#### Exercise requirements:
Reply with nothing but how many lines in the entries below include "validator".

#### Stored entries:
⁂
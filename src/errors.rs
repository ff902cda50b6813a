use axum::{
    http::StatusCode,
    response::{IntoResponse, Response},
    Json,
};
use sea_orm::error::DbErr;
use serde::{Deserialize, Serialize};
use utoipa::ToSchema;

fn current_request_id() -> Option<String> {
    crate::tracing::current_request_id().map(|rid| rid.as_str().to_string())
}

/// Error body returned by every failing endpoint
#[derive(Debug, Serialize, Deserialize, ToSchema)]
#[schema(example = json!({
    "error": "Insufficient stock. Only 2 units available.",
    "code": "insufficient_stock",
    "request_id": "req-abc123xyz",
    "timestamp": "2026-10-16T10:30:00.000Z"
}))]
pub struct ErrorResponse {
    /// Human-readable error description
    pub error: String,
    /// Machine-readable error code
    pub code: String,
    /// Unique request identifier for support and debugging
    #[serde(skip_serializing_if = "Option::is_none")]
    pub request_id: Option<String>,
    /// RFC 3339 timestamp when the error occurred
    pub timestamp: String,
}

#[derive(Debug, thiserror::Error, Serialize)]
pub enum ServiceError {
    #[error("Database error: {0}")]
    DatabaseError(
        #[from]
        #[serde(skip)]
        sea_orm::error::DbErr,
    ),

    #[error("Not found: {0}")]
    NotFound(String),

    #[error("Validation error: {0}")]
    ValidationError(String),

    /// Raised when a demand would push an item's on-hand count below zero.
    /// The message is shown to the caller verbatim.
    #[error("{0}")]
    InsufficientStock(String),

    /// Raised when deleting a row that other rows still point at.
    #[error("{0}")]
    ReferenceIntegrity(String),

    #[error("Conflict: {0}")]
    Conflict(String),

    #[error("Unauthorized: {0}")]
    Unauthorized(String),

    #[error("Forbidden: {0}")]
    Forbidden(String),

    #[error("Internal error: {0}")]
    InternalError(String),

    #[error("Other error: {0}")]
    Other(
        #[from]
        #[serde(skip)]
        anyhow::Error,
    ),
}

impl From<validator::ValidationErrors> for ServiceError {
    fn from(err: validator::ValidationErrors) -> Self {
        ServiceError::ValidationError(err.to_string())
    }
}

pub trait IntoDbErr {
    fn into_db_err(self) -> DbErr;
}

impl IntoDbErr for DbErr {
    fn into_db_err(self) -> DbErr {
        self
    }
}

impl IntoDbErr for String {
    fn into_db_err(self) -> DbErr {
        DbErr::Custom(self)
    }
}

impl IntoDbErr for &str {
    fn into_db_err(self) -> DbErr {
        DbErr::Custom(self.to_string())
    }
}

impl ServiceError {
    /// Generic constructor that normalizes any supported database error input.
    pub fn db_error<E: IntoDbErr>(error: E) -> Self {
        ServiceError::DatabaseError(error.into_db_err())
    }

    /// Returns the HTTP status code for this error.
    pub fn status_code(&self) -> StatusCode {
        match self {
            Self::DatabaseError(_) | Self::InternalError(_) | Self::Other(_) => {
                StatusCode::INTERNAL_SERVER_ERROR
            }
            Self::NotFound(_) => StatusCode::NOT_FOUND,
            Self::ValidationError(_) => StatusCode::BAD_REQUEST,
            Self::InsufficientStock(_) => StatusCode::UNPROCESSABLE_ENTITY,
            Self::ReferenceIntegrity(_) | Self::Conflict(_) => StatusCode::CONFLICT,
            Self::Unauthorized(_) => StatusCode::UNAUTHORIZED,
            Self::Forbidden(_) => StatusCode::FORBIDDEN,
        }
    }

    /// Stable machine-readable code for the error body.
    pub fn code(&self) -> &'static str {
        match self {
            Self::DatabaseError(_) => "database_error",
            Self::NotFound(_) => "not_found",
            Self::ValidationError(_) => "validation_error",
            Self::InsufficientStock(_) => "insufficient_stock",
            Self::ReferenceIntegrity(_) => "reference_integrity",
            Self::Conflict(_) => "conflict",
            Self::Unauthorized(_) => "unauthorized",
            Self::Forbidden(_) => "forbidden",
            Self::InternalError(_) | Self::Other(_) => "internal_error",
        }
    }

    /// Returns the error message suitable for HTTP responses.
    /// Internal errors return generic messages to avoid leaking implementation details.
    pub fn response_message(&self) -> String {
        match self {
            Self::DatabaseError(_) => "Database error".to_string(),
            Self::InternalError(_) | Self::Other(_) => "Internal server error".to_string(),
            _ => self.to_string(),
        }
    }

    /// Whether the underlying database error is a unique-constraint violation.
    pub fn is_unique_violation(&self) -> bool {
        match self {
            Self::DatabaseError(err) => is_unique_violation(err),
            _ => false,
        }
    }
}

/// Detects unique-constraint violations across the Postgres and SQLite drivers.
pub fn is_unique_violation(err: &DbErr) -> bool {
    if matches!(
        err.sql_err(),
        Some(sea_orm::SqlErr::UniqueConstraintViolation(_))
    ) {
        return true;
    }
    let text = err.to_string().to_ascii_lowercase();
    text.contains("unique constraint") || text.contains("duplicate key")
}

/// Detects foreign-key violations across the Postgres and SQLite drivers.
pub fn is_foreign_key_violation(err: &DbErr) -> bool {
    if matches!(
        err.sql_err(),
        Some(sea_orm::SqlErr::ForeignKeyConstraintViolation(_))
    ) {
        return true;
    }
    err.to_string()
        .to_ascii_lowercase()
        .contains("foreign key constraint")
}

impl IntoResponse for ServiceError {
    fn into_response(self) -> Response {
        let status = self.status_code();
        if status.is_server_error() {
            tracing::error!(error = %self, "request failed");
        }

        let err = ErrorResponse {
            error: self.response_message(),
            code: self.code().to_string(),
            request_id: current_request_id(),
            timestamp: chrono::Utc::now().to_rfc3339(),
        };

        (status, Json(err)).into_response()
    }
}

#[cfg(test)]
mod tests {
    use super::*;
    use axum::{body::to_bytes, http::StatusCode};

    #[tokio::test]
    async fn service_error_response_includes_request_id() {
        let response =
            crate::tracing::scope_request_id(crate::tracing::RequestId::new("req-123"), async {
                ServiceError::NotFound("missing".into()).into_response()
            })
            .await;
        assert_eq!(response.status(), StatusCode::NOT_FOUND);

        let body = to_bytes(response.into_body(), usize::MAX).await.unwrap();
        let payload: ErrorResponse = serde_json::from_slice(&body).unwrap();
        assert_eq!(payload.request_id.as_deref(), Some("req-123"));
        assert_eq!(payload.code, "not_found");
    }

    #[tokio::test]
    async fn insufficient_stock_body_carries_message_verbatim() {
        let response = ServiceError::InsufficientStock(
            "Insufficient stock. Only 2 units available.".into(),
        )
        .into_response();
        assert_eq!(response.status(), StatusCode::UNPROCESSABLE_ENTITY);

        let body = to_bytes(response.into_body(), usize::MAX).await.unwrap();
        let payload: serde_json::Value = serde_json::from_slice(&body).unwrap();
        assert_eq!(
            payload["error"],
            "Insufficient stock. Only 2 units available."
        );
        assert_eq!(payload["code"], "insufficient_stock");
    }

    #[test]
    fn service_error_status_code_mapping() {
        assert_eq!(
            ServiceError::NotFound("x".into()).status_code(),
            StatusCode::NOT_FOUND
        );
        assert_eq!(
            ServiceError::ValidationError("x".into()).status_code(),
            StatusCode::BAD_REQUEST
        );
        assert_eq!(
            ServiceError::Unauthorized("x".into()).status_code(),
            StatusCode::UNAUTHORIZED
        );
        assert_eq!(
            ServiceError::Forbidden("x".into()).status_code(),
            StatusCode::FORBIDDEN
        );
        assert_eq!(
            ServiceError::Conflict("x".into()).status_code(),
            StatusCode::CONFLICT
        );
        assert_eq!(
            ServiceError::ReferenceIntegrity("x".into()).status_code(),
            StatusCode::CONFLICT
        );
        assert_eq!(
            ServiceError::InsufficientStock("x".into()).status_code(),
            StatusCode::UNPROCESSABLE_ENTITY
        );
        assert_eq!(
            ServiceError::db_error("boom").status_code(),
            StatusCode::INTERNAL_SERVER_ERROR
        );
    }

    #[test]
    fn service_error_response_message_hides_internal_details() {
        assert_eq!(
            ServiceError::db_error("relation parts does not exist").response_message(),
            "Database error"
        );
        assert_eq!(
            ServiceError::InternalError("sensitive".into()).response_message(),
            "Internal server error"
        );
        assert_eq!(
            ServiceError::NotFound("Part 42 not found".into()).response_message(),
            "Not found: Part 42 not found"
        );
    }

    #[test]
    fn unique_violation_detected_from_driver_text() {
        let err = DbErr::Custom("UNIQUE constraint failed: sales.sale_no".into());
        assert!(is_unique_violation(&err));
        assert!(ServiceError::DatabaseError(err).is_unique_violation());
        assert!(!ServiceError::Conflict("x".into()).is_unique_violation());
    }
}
⁂
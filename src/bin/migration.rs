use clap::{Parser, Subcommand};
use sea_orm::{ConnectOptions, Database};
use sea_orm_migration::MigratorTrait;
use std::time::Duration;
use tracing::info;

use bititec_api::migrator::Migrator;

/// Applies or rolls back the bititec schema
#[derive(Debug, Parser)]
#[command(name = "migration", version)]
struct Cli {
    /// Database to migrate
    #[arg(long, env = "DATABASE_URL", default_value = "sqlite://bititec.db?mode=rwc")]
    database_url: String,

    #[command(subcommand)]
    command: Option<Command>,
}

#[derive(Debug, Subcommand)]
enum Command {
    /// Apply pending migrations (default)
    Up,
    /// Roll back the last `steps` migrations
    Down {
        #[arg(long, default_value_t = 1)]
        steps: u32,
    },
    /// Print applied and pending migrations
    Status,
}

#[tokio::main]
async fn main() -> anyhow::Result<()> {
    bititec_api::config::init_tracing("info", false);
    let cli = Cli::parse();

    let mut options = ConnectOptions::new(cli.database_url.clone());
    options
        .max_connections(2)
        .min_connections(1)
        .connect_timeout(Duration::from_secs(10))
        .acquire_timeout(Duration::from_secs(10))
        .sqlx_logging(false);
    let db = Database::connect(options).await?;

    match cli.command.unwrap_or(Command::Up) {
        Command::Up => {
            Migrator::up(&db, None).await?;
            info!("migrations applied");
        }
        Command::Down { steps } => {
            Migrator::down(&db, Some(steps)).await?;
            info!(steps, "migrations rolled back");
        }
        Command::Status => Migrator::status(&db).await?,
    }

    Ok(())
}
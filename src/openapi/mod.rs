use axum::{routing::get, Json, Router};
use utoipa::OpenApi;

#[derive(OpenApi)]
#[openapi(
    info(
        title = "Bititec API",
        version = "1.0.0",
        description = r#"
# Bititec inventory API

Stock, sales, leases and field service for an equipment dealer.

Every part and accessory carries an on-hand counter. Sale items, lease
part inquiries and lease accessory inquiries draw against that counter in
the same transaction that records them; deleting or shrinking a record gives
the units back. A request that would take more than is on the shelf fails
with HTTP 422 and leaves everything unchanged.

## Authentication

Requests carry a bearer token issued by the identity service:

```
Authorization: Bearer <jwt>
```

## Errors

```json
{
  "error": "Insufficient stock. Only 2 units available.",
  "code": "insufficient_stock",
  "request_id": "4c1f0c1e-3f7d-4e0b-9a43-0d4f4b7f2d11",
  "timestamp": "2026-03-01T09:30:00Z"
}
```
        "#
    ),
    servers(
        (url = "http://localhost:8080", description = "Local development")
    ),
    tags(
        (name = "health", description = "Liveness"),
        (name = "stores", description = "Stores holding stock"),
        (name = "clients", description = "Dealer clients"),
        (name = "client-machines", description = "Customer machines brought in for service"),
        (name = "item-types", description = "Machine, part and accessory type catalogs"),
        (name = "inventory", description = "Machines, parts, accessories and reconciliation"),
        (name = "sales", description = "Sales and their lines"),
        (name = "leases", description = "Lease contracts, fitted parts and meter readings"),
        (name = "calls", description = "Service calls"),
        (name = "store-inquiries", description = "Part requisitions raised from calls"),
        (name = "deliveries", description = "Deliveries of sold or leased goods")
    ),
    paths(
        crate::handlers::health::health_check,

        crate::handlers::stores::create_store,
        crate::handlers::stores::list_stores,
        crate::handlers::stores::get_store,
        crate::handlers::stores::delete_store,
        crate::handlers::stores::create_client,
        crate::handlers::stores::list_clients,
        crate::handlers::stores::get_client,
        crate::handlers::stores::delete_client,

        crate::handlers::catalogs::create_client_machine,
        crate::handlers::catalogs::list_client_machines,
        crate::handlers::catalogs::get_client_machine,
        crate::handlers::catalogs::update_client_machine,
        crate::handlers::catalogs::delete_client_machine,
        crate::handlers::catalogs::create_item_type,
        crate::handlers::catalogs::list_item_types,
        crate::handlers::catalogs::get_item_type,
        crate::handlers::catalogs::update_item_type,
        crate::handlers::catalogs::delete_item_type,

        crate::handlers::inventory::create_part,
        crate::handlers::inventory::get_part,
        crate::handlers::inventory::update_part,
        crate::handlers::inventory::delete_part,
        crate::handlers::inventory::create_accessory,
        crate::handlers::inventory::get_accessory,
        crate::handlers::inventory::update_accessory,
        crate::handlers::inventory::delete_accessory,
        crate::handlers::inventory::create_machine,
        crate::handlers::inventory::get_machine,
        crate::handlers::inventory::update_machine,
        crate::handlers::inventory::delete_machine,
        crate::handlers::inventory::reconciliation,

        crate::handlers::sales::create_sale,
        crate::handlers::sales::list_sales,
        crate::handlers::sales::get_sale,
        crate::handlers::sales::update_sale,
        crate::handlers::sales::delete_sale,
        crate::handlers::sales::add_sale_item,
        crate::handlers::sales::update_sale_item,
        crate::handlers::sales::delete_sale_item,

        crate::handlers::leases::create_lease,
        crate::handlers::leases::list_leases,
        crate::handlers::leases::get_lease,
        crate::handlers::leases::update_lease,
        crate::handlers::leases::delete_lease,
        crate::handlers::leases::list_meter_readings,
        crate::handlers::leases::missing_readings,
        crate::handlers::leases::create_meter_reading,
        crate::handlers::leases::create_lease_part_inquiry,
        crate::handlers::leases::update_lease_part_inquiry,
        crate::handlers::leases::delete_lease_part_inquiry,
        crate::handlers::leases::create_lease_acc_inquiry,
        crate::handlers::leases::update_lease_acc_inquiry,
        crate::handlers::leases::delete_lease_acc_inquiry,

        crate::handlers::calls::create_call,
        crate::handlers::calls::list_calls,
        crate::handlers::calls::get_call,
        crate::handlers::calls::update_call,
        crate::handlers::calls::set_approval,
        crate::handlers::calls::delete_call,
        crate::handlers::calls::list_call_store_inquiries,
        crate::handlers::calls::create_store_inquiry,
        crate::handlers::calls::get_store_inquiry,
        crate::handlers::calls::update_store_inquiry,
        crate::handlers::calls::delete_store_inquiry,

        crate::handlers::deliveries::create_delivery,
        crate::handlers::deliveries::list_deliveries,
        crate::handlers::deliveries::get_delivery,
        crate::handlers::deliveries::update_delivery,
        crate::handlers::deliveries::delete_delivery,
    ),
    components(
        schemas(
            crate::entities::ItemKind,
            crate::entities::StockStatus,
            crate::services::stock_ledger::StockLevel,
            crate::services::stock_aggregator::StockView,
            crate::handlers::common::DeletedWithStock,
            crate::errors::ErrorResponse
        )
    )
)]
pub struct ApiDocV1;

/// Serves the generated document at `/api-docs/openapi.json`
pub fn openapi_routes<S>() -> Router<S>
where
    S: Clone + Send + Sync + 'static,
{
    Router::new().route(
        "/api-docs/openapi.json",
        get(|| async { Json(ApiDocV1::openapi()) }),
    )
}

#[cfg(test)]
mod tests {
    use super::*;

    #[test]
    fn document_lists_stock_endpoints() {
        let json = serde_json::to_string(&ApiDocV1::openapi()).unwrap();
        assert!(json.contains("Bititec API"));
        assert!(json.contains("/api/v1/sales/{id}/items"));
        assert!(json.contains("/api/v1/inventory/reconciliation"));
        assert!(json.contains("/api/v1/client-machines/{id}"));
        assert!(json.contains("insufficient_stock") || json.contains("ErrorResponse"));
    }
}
⁂
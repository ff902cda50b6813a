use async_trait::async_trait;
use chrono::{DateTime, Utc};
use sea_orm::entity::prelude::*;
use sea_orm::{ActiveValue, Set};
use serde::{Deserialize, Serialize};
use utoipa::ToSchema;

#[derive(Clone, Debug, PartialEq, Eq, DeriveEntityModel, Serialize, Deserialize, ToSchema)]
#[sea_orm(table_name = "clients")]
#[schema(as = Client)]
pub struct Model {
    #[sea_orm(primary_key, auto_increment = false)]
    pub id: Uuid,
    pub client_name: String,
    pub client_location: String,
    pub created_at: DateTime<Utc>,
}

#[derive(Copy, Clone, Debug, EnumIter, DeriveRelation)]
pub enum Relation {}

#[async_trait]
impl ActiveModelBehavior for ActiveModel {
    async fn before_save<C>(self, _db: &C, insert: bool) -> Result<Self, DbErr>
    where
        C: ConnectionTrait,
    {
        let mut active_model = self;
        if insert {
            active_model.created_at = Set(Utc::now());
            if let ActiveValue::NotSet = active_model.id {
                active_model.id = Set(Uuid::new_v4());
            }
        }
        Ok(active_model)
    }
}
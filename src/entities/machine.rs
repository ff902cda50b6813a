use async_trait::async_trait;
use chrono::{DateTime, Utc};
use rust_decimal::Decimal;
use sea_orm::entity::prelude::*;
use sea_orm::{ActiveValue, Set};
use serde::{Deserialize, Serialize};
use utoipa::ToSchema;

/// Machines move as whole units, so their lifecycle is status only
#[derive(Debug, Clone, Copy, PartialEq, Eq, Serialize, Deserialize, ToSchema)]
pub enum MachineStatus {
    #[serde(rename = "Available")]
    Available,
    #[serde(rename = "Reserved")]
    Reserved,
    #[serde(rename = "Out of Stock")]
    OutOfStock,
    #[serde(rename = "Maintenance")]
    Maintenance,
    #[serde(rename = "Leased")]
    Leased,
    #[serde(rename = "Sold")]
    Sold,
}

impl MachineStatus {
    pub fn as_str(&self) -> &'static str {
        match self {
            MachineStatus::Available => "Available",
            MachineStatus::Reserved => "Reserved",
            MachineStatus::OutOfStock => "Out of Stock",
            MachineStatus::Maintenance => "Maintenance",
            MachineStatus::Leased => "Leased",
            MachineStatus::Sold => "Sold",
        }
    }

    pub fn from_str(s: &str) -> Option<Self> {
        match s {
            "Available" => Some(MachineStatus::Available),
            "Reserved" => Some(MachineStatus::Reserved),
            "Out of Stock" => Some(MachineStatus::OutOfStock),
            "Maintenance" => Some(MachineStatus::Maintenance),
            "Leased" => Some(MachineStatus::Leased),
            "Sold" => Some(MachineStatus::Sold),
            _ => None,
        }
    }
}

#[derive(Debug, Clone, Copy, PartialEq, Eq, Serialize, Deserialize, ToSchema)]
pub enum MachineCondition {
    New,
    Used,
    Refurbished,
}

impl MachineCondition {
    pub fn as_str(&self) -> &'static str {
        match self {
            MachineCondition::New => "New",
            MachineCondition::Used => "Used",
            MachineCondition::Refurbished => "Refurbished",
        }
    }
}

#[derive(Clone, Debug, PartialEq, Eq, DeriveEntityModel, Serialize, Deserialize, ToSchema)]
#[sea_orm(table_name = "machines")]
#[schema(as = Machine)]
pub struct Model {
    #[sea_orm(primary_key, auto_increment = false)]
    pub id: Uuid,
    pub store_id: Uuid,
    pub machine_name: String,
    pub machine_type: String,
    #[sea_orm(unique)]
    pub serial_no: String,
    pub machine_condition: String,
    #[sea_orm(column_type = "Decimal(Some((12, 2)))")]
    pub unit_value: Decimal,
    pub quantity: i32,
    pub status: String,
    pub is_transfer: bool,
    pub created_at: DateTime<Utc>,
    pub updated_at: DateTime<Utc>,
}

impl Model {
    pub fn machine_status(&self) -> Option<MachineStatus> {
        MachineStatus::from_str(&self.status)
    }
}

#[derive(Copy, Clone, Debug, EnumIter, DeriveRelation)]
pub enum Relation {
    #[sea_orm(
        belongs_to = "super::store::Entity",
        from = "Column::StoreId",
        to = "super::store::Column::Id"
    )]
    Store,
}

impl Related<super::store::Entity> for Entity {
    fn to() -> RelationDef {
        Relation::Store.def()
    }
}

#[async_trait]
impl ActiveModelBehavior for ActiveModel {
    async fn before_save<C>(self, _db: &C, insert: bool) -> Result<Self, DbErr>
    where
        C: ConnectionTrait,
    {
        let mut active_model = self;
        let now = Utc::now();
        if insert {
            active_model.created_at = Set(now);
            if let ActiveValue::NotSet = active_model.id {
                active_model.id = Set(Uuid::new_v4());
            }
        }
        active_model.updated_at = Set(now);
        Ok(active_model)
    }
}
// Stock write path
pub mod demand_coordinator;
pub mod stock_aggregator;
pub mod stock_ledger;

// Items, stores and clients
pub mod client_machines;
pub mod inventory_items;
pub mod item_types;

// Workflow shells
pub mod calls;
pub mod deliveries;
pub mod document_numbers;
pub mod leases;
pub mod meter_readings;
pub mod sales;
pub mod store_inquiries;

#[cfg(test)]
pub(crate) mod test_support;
⁂
#### Your solution:
2